Firm President & CEO Rebecca Geller and The Geller Law Group recently were featured in ,ADP’s Spark Blog focusing on women- and minority-owned businesses.
Excerpt from article:
Rebecca Geller, owner of The Geller Law Group in Virginia, started her law firm when her first two children were younger than 3. She saw brilliant women fleeing large, traditional law firms because of a lack of work-life balance: “The legal profession was trying to make women fit into work models designed by men,” she says. In 2011, Geller left a very large Washington, D.C., firm to start her own company, offering genuine work-life balance with flexible hours and telecommuting.
Geller believes employees who are happy in their lives are going to be happy in their careers, and vice versa: “Autonomy and control equal better performance,” she says, and numerous studies by SHRM, ADPRI, and industry analysts have shown this to be true. Corporations of all sizes are basing HR policy on these studies, offering greater flexibility and benefits that satisfy employees on a personal level as they recognize the positive impact on their bottom lines when employees are happy at work.
Geller attributes the success of her firm’s employment model to trust. Her team is comprised of 23 women, 15 of whom are lawyers. She trusts her employees to get their work done on time and with high quality and doesn’t need to know their whereabouts every minute. Word is spreading about Geller’s firm, and 99% of resumes come from women: “We’re hiring right now, and the number 1 reason people apply here is the flexibility. We offer and promote the values that people want in their lives. In addition to being known for our flexible schedules, our firm also values social justice and community service very highly. There’s been a generational shift [to values-based employment choices].”

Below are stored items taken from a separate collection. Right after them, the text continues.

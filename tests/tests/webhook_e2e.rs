use hw_tests::utils::{post_event, signature_for, test_config, TestServer};
use mockito::{Matcher, Server};
use reqwest::StatusCode;
use serde_json::{json, Value};
use tempfile::TempDir;

fn push_body(branch: &str, added: &[&str]) -> Vec<u8> {
    serde_json::to_vec(&json!({
        "ref": format!("refs/heads/{branch}"),
        "before": "0000000000000000000000000000000000000000",
        "after": "6113728f27ae82c7b1a177c8d03f9e96e0adf246",
        "commits": [{
            "id": "6113728f27ae82c7b1a177c8d03f9e96e0adf246",
            "message": "Update readme",
            "added": added,
            "removed": [],
            "modified": ["README.md"],
        }],
        "repository": {
            "name": "hello-world-node",
            "full_name": "octo-org/hello-world-node",
            "owner": { "login": "octo-org" },
        },
        "pusher": { "name": "octocat", "email": "octocat@github.com" },
    }))
    .unwrap()
}

#[tokio::test]
async fn test_signed_push_is_processed() -> eyre::Result<()> {
    let mut github = Server::new_async().await;
    let dispatch = github
        .mock("POST", "/repos/octo-org/hello-world-node/dispatches")
        .match_header("authorization", "Bearer ghp_integration")
        .match_body(Matcher::PartialJson(json!({
            "event_type": "ci-cd-trigger",
            "client_payload": { "branch": "main", "workflow": "production-deploy.yml" },
        })))
        .with_status(204)
        .expect(1)
        .create_async()
        .await;

    let dir = TempDir::new()?;
    let server = TestServer::start(test_config(&dir, &github.url())).await?;

    let response = post_event(&server, "push", &push_body("main", &["src/index.js"]), None).await;
    assert_eq!(response.status(), StatusCode::OK);
    assert_eq!(response.json::<Value>().await?, json!({ "status": "success", "event": "push" }));

    let lines = server.log_lines("push");
    assert_eq!(lines.len(), 1);
    assert_eq!(lines[0]["event"], "push");
    assert_eq!(lines[0]["details"]["pusher"]["name"], "octocat");
    assert!(server.log_lines("security_alert").is_empty());
    dispatch.assert_async().await;

    let logs: Value = reqwest::get(server.url("/logs.json")).await?.json().await?;
    assert_eq!(logs.as_array().map(Vec::len), Some(1));
    assert_eq!(logs[0]["event"], "push");
    assert_eq!(logs[0]["message"], "push event occurred");

    server.stop().await
}

#[tokio::test]
async fn test_sensitive_push_writes_security_alert() -> eyre::Result<()> {
    let mut github = Server::new_async().await;
    let _dispatch = github
        .mock("POST", "/repos/octo-org/hello-world-node/dispatches")
        .with_status(204)
        .create_async()
        .await;

    let dir = TempDir::new()?;
    let server = TestServer::start(test_config(&dir, &github.url())).await?;

    let response =
        post_event(&server, "push", &push_body("feature-x", &[".env", "src/a.js"]), None).await;
    assert_eq!(response.status(), StatusCode::OK);

    let alerts = server.log_lines("security_alert");
    assert_eq!(alerts.len(), 1);
    assert_eq!(alerts[0]["details"]["branch"], "feature-x");
    assert_eq!(alerts[0]["details"]["detectedFiles"], json!([".env"]));

    server.stop().await
}

#[tokio::test]
async fn test_failed_ci_dispatch_is_a_server_error() -> eyre::Result<()> {
    let mut github = Server::new_async().await;
    let _dispatch = github
        .mock("POST", "/repos/octo-org/hello-world-node/dispatches")
        .with_status(401)
        .with_body(r#"{"message":"Bad credentials"}"#)
        .create_async()
        .await;

    let dir = TempDir::new()?;
    let server = TestServer::start(test_config(&dir, &github.url())).await?;

    let response = post_event(&server, "push", &push_body("main", &[]), None).await;
    assert_eq!(response.status(), StatusCode::INTERNAL_SERVER_ERROR);

    let body: Value = response.json().await?;
    assert_eq!(body["status"], "error");
    assert!(body["message"].as_str().unwrap().contains("Bad credentials"));
    // The audit entry is not rolled back
    assert_eq!(server.log_lines("push").len(), 1);
    assert_eq!(server.log_lines("errors").len(), 1);

    server.stop().await
}

#[tokio::test]
async fn test_signature_failures_are_forbidden() -> eyre::Result<()> {
    let dir = TempDir::new()?;
    let server = TestServer::start(test_config(&dir, "http://127.0.0.1:9")).await?;
    let body = push_body("main", &[]);

    // Signature over different bytes
    let other = signature_for(b"{}");
    let response = post_event(&server, "push", &body, Some(&other)).await;
    assert_eq!(response.status(), StatusCode::FORBIDDEN);
    assert_eq!(
        response.json::<Value>().await?,
        json!({ "status": "error", "message": "signature mismatch" })
    );

    // No signature header at all
    let response = reqwest::Client::new()
        .post(server.url("/webhook"))
        .header("x-github-event", "push")
        .body(body.clone())
        .send()
        .await?;
    assert_eq!(response.status(), StatusCode::FORBIDDEN);
    assert_eq!(response.json::<Value>().await?["message"], "signature missing");

    assert!(server.log_lines("push").is_empty());
    server.stop().await
}

#[tokio::test]
async fn test_missing_secret_rejects_everything() -> eyre::Result<()> {
    let dir = TempDir::new()?;
    let mut config = test_config(&dir, "http://127.0.0.1:9");
    config.webhook_secret = None;
    let server = TestServer::start(config).await?;

    let response = post_event(&server, "push", &push_body("main", &[]), None).await;
    assert_eq!(response.status(), StatusCode::FORBIDDEN);
    assert_eq!(response.json::<Value>().await?["message"], "webhook secret is not configured");

    server.stop().await
}

#[tokio::test]
async fn test_unhandled_events_are_bad_requests() -> eyre::Result<()> {
    let dir = TempDir::new()?;
    let server = TestServer::start(test_config(&dir, "http://127.0.0.1:9")).await?;

    let response = post_event(&server, "gollum", br#"{"pages":[]}"#, None).await;
    assert_eq!(response.status(), StatusCode::BAD_REQUEST);
    assert_eq!(
        response.json::<Value>().await?,
        json!({ "status": "error", "message": "unhandled event type: gollum" })
    );

    let edited = serde_json::to_vec(&json!({
        "action": "edited",
        "repository": { "name": "foo-bar-node", "full_name": "octo-org/foo-bar-node" },
    }))?;
    let response = post_event(&server, "repository", &edited, None).await;
    assert_eq!(response.status(), StatusCode::BAD_REQUEST);
    assert_eq!(response.json::<Value>().await?["message"], "unhandled repository action: edited");

    server.stop().await
}

#[tokio::test]
async fn test_invalid_payloads_are_bad_requests() -> eyre::Result<()> {
    let dir = TempDir::new()?;
    let server = TestServer::start(test_config(&dir, "http://127.0.0.1:9")).await?;

    let response = post_event(&server, "push", b"{not json", None).await;
    assert_eq!(response.status(), StatusCode::BAD_REQUEST);

    let response = post_event(&server, "push", br#"{"ref":"refs/heads/main"}"#, None).await;
    assert_eq!(response.status(), StatusCode::BAD_REQUEST);
    assert_eq!(response.json::<Value>().await?["message"], "invalid payload: after missing");

    let errors = server.log_lines("errors");
    assert_eq!(errors.len(), 1);

    server.stop().await
}

#[tokio::test]
async fn test_invalid_rename_is_corrected() -> eyre::Result<()> {
    let mut github = Server::new_async().await;
    let rename = github
        .mock("PATCH", "/repos/octo-org/my-repo-rust")
        .match_body(Matcher::Regex(r#"\{"name":"invalid-name-\d+"\}"#.to_string()))
        .with_status(200)
        .with_body("{}")
        .expect(1)
        .create_async()
        .await;

    let dir = TempDir::new()?;
    let server = TestServer::start(test_config(&dir, &github.url())).await?;

    let body = serde_json::to_vec(&json!({
        "action": "renamed",
        "changes": { "repository": { "name": { "from": "my-repo-node" } } },
        "repository": {
            "name": "my-repo-rust",
            "full_name": "octo-org/my-repo-rust",
            "owner": { "login": "octo-org" },
        },
    }))?;
    let response = post_event(&server, "repository", &body, None).await;
    assert_eq!(response.status(), StatusCode::OK);
    assert_eq!(
        response.json::<Value>().await?,
        json!({ "status": "success", "event": "repository" })
    );

    rename.assert_async().await;
    assert_eq!(server.log_lines("repository_rename").len(), 1);

    server.stop().await
}

#[tokio::test]
async fn test_check_config_and_root() -> eyre::Result<()> {
    let dir = TempDir::new()?;
    let server = TestServer::start(test_config(&dir, "http://127.0.0.1:9")).await?;

    let response = reqwest::get(server.url("/check-config")).await?;
    assert_eq!(response.status(), StatusCode::INTERNAL_SERVER_ERROR);
    let body: Value = response.json().await?;
    assert_eq!(body["status"], "error");
    assert_eq!(body["missingConfigs"], json!(["SLACK_WEBHOOK_URL", "JIRA_API_KEY", "JIRA_URL"]));

    let response = reqwest::get(server.url("/")).await?;
    assert_eq!(response.status(), StatusCode::OK);
    assert!(response.text().await?.contains("webhook"));

    // Nothing logged yet
    let logs: Value = reqwest::get(server.url("/logs.json")).await?.json().await?;
    assert_eq!(logs, json!([]));

    server.stop().await?;

    let mut config = test_config(&dir, "http://127.0.0.1:9");
    config.notifications.slack_webhook_url = Some("http://127.0.0.1:9/slack".into());
    config.ticketing.jira_api_key = Some("jira-key".into());
    config.ticketing.jira_url = Some("http://127.0.0.1:9/jira".into());
    let server = TestServer::start(config).await?;

    let response = reqwest::get(server.url("/check-config")).await?;
    assert_eq!(response.status(), StatusCode::OK);
    assert_eq!(response.json::<Value>().await?["status"], "success");

    server.stop().await
}

#[tokio::test]
async fn test_metrics_endpoint() -> eyre::Result<()> {
    let dir = TempDir::new()?;
    let server = TestServer::start(test_config(&dir, "http://127.0.0.1:9")).await?;

    post_event(&server, "gollum", b"{}", None).await;

    let text = reqwest::get(server.url("/metrics")).await?.text().await?;
    assert!(text.contains("hw_webhook_rejected_total"));

    server.stop().await
}
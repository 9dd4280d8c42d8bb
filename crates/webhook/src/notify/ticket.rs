use async_trait::async_trait;
use eyre::WrapErr;
use reqwest::Client;
use serde_json::json;

use super::{Notification, Notifier, Priority};

const TRELLO_API_URL: &str = "https://api.trello.com";

/// Opens a Jira task for high-priority notifications
pub struct JiraTicketer {
    client: Client,
    base_url: String,
    user: String,
    api_key: String,
    project_key: String,
}

impl JiraTicketer {
    pub fn new(
        client: Client,
        base_url: String,
        user: String,
        api_key: String,
        project_key: String,
    ) -> Self {
        Self { client, base_url, user, api_key, project_key }
    }
}

#[async_trait]
impl Notifier for JiraTicketer {
    fn name(&self) -> &'static str {
        "jira"
    }

    async fn send(&self, notification: &Notification) -> eyre::Result<()> {
        if notification.priority != Priority::High {
            return Ok(());
        }

        // API v3 takes descriptions in Atlassian Document Format
        let body = json!({
            "fields": {
                "project": { "key": self.project_key },
                "summary": notification.title,
                "description": {
                    "type": "doc",
                    "version": 1,
                    "content": [{
                        "type": "paragraph",
                        "content": [{ "type": "text", "text": notification.text }]
                    }]
                },
                "issuetype": { "name": "Task" }
            }
        });

        let url = format!("{}/rest/api/3/issue", self.base_url.trim_end_matches('/'));
        self.client
            .post(url)
            .basic_auth(&self.user, Some(&self.api_key))
            .json(&body)
            .send()
            .await
            .wrap_err("Jira request failed")?
            .error_for_status()
            .wrap_err("Jira rejected the ticket")?;
        Ok(())
    }
}

/// Adds a Trello card for high-priority notifications
pub struct TrelloTicketer {
    client: Client,
    api_url: String,
    api_key: String,
    token: String,
    list_id: String,
}

impl TrelloTicketer {
    pub fn new(client: Client, api_key: String, token: String, list_id: String) -> Self {
        Self { client, api_url: TRELLO_API_URL.to_string(), api_key, token, list_id }
    }

    pub fn with_api_url(mut self, api_url: impl Into<String>) -> Self {
        self.api_url = api_url.into();
        self
    }
}

#[async_trait]
impl Notifier for TrelloTicketer {
    fn name(&self) -> &'static str {
        "trello"
    }

    async fn send(&self, notification: &Notification) -> eyre::Result<()> {
        if notification.priority != Priority::High {
            return Ok(());
        }

        let url = format!("{}/1/cards", self.api_url.trim_end_matches('/'));
        self.client
            .post(url)
            .query(&[("key", &self.api_key), ("token", &self.token)])
            .json(&json!({
                "name": notification.title,
                "desc": notification.text,
                "idList": self.list_id,
            }))
            .send()
            .await
            .wrap_err("Trello request failed")?
            .error_for_status()
            .wrap_err("Trello rejected the card")?;
        Ok(())
    }
}
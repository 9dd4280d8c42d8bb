mod handlers;
mod server;
mod state;

pub use server::{create_router, serve, start_webhook_server};
pub use state::AppState;
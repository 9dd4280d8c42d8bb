//! Routes verified deliveries to their handler.
//!
//! Every handler appends its audit entry first and then runs its side effects
//! independently: a failed notification is recorded and ignored, a failed CI
//! dispatch or rename fails the delivery without undoing what already ran.

use std::sync::Arc;

use serde_json::{json, Value};
use tracing::{error, info, warn};

use crate::{
    audit::AuditLogger,
    cicd::CiDispatcher,
    error::WebhookError,
    event::WebhookEvent,
    metrics::{EVENTS_RECEIVED, EVENTS_REJECTED},
    notify::{Notification, Notifier},
    renamer::RepositoryRenamer,
};

mod activity;
mod pull_request;
mod push;
mod rename;

pub use push::{sensitive_files, SECURITY_ALERT, SENSITIVE_FILES};

pub struct Dispatcher {
    audit: Arc<AuditLogger>,
    notifier: Arc<dyn Notifier>,
    ci: Arc<dyn CiDispatcher>,
    renamer: Arc<RepositoryRenamer>,
}

impl Dispatcher {
    pub fn new(
        audit: Arc<AuditLogger>,
        notifier: Arc<dyn Notifier>,
        ci: Arc<dyn CiDispatcher>,
        renamer: Arc<RepositoryRenamer>,
    ) -> Self {
        Self { audit, notifier, ci, renamer }
    }

    pub fn audit(&self) -> &Arc<AuditLogger> {
        &self.audit
    }

    /// Run the handler for `tag` over a payload whose signature was already checked
    pub async fn handle(&self, tag: &str, payload: &Value) -> Result<(), WebhookError> {
        let event = match WebhookEvent::parse(tag, payload) {
            Ok(WebhookEvent::Unknown(tag)) => {
                warn!(event = %tag, "Unhandled event type");
                EVENTS_REJECTED.with_label_values(&["unhandled"]).inc();
                return Err(WebhookError::UnhandledEvent(tag));
            }
            Ok(event) => event,
            Err(e) if e.is_unhandled() => {
                warn!(event = tag, error = %e, "Unhandled event action");
                EVENTS_REJECTED.with_label_values(&["unhandled"]).inc();
                return Err(e);
            }
            Err(e) => {
                self.record_failure(tag, &e, payload).await;
                return Err(e);
            }
        };

        EVENTS_RECEIVED.with_label_values(&[event.tag()]).inc();
        info!(event = event.tag(), "Processing event");

        let result = match &event {
            WebhookEvent::Push(push) => self.handle_push(push, payload).await,
            WebhookEvent::PullRequest(pr) => self.handle_pull_request(pr, payload).await,
            WebhookEvent::IssueComment(comment) => {
                self.handle_issue_comment(comment, payload).await
            }
            WebhookEvent::SecurityAdvisory(advisory) => {
                self.handle_security_advisory(advisory, payload).await
            }
            WebhookEvent::VulnerabilityAlert(alert) => {
                self.handle_vulnerability_alert(alert, payload).await
            }
            WebhookEvent::DeploymentStatus(status) => {
                self.handle_deployment_status(status, payload).await
            }
            WebhookEvent::RepositoryRename(rename) => self.handle_rename(rename, payload).await,
            WebhookEvent::Unknown(_) => Ok(()),
        };

        match &result {
            Ok(()) => info!(event = event.tag(), "Event processed"),
            Err(e) => self.record_failure(event.tag(), e, payload).await,
        }
        result
    }

    /// Log a failed delivery to `errors.log`, a failing error log only goes to tracing
    async fn record_failure(&self, tag: &str, err: &WebhookError, payload: &Value) {
        let reason = if err.is_validation() { "validation" } else { "internal" };
        EVENTS_REJECTED.with_label_values(&[reason]).inc();
        error!(event = tag, error = %err, "Failed to handle event");

        let message = format!("Error handling {tag} event: {err}");
        if let Err(log_err) = self.audit.log_error(&message, payload).await {
            error!(error = %log_err, "Failed to write error log");
        }
    }

    /// Best-effort delivery, failures are recorded but never propagate
    async fn notify(&self, notification: Notification) {
        if let Err(e) = self.notifier.send(&notification).await {
            warn!(title = %notification.title, error = %e, "Notification delivery failed");

            let details = json!({ "title": notification.title, "text": notification.text });
            let message = format!("Notification delivery failed: {e:#}");
            if let Err(log_err) = self.audit.log_error(&message, &details).await {
                error!(error = %log_err, "Failed to write error log");
            }
        }
    }
}
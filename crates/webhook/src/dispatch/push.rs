use std::collections::BTreeSet;

use serde_json::{json, Value};
use tracing::{info, warn};

use super::Dispatcher;
use crate::{
    cicd::CiDispatchRequest,
    error::WebhookError,
    event::{branch_name, Commit, PushEvent, PUSH},
    notify::Notification,
};

/// Repository paths whose addition or modification raises a security alert
pub const SENSITIVE_FILES: [&str; 4] = [".env", "config.json", "secrets.yaml", "credentials.json"];

/// Audit tag of the entry written when sensitive files are pushed
pub const SECURITY_ALERT: &str = "security_alert";

/// Sensitive paths touched by `commits`, deduplicated and sorted.
///
/// Only exact matches count: `packages/ui/config.json` is not `config.json`.
pub fn sensitive_files(commits: &[Commit]) -> Vec<String> {
    commits
        .iter()
        .flat_map(|commit| commit.added.iter().chain(&commit.modified))
        .filter(|path| SENSITIVE_FILES.contains(&path.as_str()))
        .cloned()
        .collect::<BTreeSet<_>>()
        .into_iter()
        .collect()
}

impl Dispatcher {
    pub(super) async fn handle_push(
        &self,
        event: &PushEvent,
        payload: &Value,
    ) -> Result<(), WebhookError> {
        let branch = branch_name(&event.git_ref);
        let repository = &event.repository.full_name;
        let pusher = &event.pusher.name;

        info!(%repository, branch, %pusher, commits = event.commits.len(), "Push received");
        self.audit.log_event(PUSH, payload).await?;

        let detected = sensitive_files(&event.commits);
        if !detected.is_empty() {
            warn!(%repository, branch, files = ?detected, "Sensitive files pushed");

            self.notify(Notification::high(
                format!("Sensitive files pushed to {repository}"),
                format!(
                    "🚨 Sensitive file changes detected in {repository} on branch {branch} by \
                     {pusher}.\nFiles: {}",
                    detected.join(", ")
                ),
            ))
            .await;

            let alert = json!({
                "repository": repository,
                "branch": branch,
                "pusher": pusher,
                "detectedFiles": detected,
            });
            self.audit.log_event(SECURITY_ALERT, &alert).await?;
        }

        let request = CiDispatchRequest {
            repository: repository.clone(),
            branch: branch.to_string(),
            commit: event.after.clone(),
            author: pusher.clone(),
        };
        self.ci.dispatch(&request).await.map_err(|e| WebhookError::CiDispatch(format!("{e:#}")))?;

        Ok(())
    }
}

One of the main organizations that Geller’s firm supports is the Lorton Community Action Center (LCAC), which provides low-income people and families in southeast Fairfax County, Virginia, with access to basic needs and self-sufficiency programs. During the height of the COVID-19 pandemic, Geller started a food and supply drive in support of LCAC through Amazon. In August alone, the effort generated enough donations to assemble 9,000 snack packs (grab-and-go food and supplies LCAC distributes to clients). The firm matches all donations.
When Geller sees a need in the community, she puts the power of her law firm and passion for social justice into action. The firm is located in the Washington, D.C., area, and many of its clients were affected in January 2019 by a prolonged federal shutdown and forced to go without pay for a significant period of time. In the midst of a major filing system overhaul, Geller’s firm hired furloughed federal employees as temporary workers to get the new system up and running. Three administrators at the firm hired, vetted and trained 25 to 30 temporary employees in just a few days.